» TASK TO COMPLETE
Look below for the line containing "pub fn tick(&mut"; from there through the line containing "self.propagate(u);", both lines included, please set down each line exactly and nothing else.

————

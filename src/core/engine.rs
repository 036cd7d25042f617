//! Tick-driven propagation over a [`ConnectionTable`].
//!
//! One call to [`Engine::tick`] runs, in order:
//!
//! 1. stimulate: propagate the outgoing connections of every stimulated unit
//! 2. discharge: every signaling unit whose committed potential is above the
//!    threshold propagates its connections and has its accumulator cleared
//! 3. idle decay: units that did not change for too long are reset to zero
//! 4. commit: accumulators become the committed state
//!
//! Nothing is visible to queries until the commit at the end of the tick.

use tracing::{debug, trace};

use crate::decode::UnitId;
use crate::error::{ConnectomeError, Result};
use crate::state::StateStore;
use crate::table::ConnectionTable;

pub const DEFAULT_THRESHOLD: i8 = 30;
pub const DEFAULT_IDLE_LIMIT: u8 = 10;

/// Largest idle limit for which the 7-bit idle counter can never reach 127.
///
/// The counter is observed at most at `idle_limit + 1` before it is reset.
pub const MAX_IDLE_LIMIT: u8 = 125;

#[derive(Debug, Clone, Copy, PartialEq, Eq)]
#[cfg_attr(feature = "serde", derive(serde::Serialize, serde::Deserialize))]
pub struct EngineConfig {
    /// A signaling unit discharges when its committed potential is strictly above this.
    pub threshold: i8,
    /// Ticks without change a unit may sit through before it is forced to zero.
    pub idle_limit: u8,
}

impl Default for EngineConfig {
    fn default() -> Self {
        Self {
            threshold: DEFAULT_THRESHOLD,
            idle_limit: DEFAULT_IDLE_LIMIT,
        }
    }
}

impl EngineConfig {
    pub fn with_threshold(mut self, threshold: i8) -> Self {
        self.threshold = threshold;
        self
    }

    pub fn with_idle_limit(mut self, idle_limit: u8) -> Self {
        self.idle_limit = idle_limit;
        self
    }

    pub fn validate(&self) -> Result<()> {
        if self.idle_limit > MAX_IDLE_LIMIT {
            return Err(ConnectomeError::InvalidConfig(
                "idle_limit must be <= 125 so the idle counter fits in 7 bits",
            ));
        }
        Ok(())
    }
}

#[derive(Debug, Clone, Copy, PartialEq, Eq)]
pub struct Diagnostics {
    pub cell_count: u16,
    pub signaling_count: u16,
    pub connection_count: usize,
    pub discharged_last_tick: usize,
    pub ticks: u64,
}

#[derive(Debug, Clone)]
pub struct Engine<'t> {
    table: &'t ConnectionTable,
    cfg: EngineConfig,
    state: StateStore,
    ticks: u64,
    discharged_last_tick: usize,
}

impl<'t> Engine<'t> {
    /// Engine with the default threshold and idle limit.
    pub fn new(table: &'t ConnectionTable) -> Self {
        // The default config is always within range.
        Self::build(table, EngineConfig::default())
    }

    pub fn with_config(table: &'t ConnectionTable, cfg: EngineConfig) -> Result<Self> {
        cfg.validate()?;
        Ok(Self::build(table, cfg))
    }

    fn build(table: &'t ConnectionTable, cfg: EngineConfig) -> Self {
        debug!(
            cells = table.cell_count(),
            signaling = table.signaling_count(),
            threshold = cfg.threshold,
            idle_limit = cfg.idle_limit,
            "engine initialized"
        );
        Self {
            table,
            cfg,
            state: StateStore::new(table.signaling_count(), table.cell_count()),
            ticks: 0,
            discharged_last_tick: 0,
        }
    }

    pub fn config(&self) -> &EngineConfig {
        &self.cfg
    }

    pub fn table(&self) -> &'t ConnectionTable {
        self.table
    }

    /// Advance by exactly one tick.
    ///
    /// All stimulus ids are checked before anything is touched; on error the
    /// engine is left as it was.
    pub fn tick(&mut self, stimuli: &[UnitId]) -> Result<()> {
        for &id in stimuli {
            self.check_cell(id)?;
        }

        for &id in stimuli {
            self.propagate(id);
        }

        let threshold = self.cfg.threshold as i16;
        let mut discharged = 0;
        for u in 0..self.table.signaling_count() {
            let fire = self.state.read_current(u) > threshold;
            if fire {
                self.propagate(u);
                self.state.write_next(u, 0);
                discharged += 1;
            }
            self.state.meta_mut(u).discharged = fire;
        }

        self.decay_idle();
        self.state.commit();

        self.ticks += 1;
        self.discharged_last_tick = discharged;
        trace!(tick = self.ticks, discharged, "tick committed");
        Ok(())
    }

    /// Inject `id`'s outgoing weights into the accumulators of its targets.
    fn propagate(&mut self, id: UnitId) {
        for c in self.table.connections_unchecked(id) {
            self.state.accumulate_next(c.target, c.weight);
        }
    }

    fn decay_idle(&mut self) {
        let limit = self.cfg.idle_limit;
        for u in 0..self.table.signaling_count() {
            let observed = self.state.meta(u).idle_ticks;

            if self.state.read_next(u) == self.state.read_current(u) {
                self.state.meta_mut(u).idle_ticks = observed + 1;
            }

            if observed > limit {
                self.state.write_next(u, 0);
                self.state.meta_mut(u).idle_ticks = 0;
            }
        }
    }

    fn check_cell(&self, id: UnitId) -> Result<()> {
        if id >= self.table.cell_count() {
            return Err(ConnectomeError::InvalidUnitId {
                id,
                limit: self.table.cell_count(),
            });
        }
        Ok(())
    }

    fn check_signaling(&self, id: UnitId) -> Result<()> {
        if id >= self.table.signaling_count() {
            return Err(ConnectomeError::InvalidUnitId {
                id,
                limit: self.table.signaling_count(),
            });
        }
        Ok(())
    }

    /// Committed potential of any unit.
    pub fn current_potential(&self, id: UnitId) -> Result<i16> {
        self.check_cell(id)?;
        Ok(self.state.read_current(id))
    }

    /// Discharge flags from the last committed tick, in request order.
    ///
    /// Every id must name a signaling unit.
    pub fn discharged(&self, ids: &[UnitId]) -> Result<Vec<bool>> {
        ids.iter()
            .map(|&id| {
                self.check_signaling(id)?;
                Ok(self.state.meta(id).discharged)
            })
            .collect()
    }

    pub fn idle_ticks(&self, id: UnitId) -> Result<u8> {
        self.check_signaling(id)?;
        Ok(self.state.meta(id).idle_ticks)
    }

    /// Committed potentials of all signaling units, indexed by id.
    pub fn signaling_potentials(&self) -> &[i8] {
        self.state.signaling_current()
    }

    /// Committed potentials of all output units; index 0 is id `signaling_count`.
    pub fn output_potentials(&self) -> &[i16] {
        self.state.output_current()
    }

    pub fn ticks(&self) -> u64 {
        self.ticks
    }

    pub fn diagnostics(&self) -> Diagnostics {
        Diagnostics {
            cell_count: self.table.cell_count(),
            signaling_count: self.table.signaling_count(),
            connection_count: self.table.connection_count(),
            discharged_last_tick: self.discharged_last_tick,
            ticks: self.ticks,
        }
    }

    pub(crate) fn state(&self) -> &StateStore {
        &self.state
    }
}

————

» RESULT FOR THIS TASK
    pub fn tick(&mut self, stimuli: &[UnitId]) -> Result<()> {
        for &id in stimuli {
            self.check_cell(id)?;
        }

        for &id in stimuli {
            self.propagate(id);
        }

        let threshold = self.cfg.threshold as i16;
        let mut discharged = 0;
        for u in 0..self.table.signaling_count() {
            let fire = self.state.read_current(u) > threshold;
            if fire {
                self.propagate(u);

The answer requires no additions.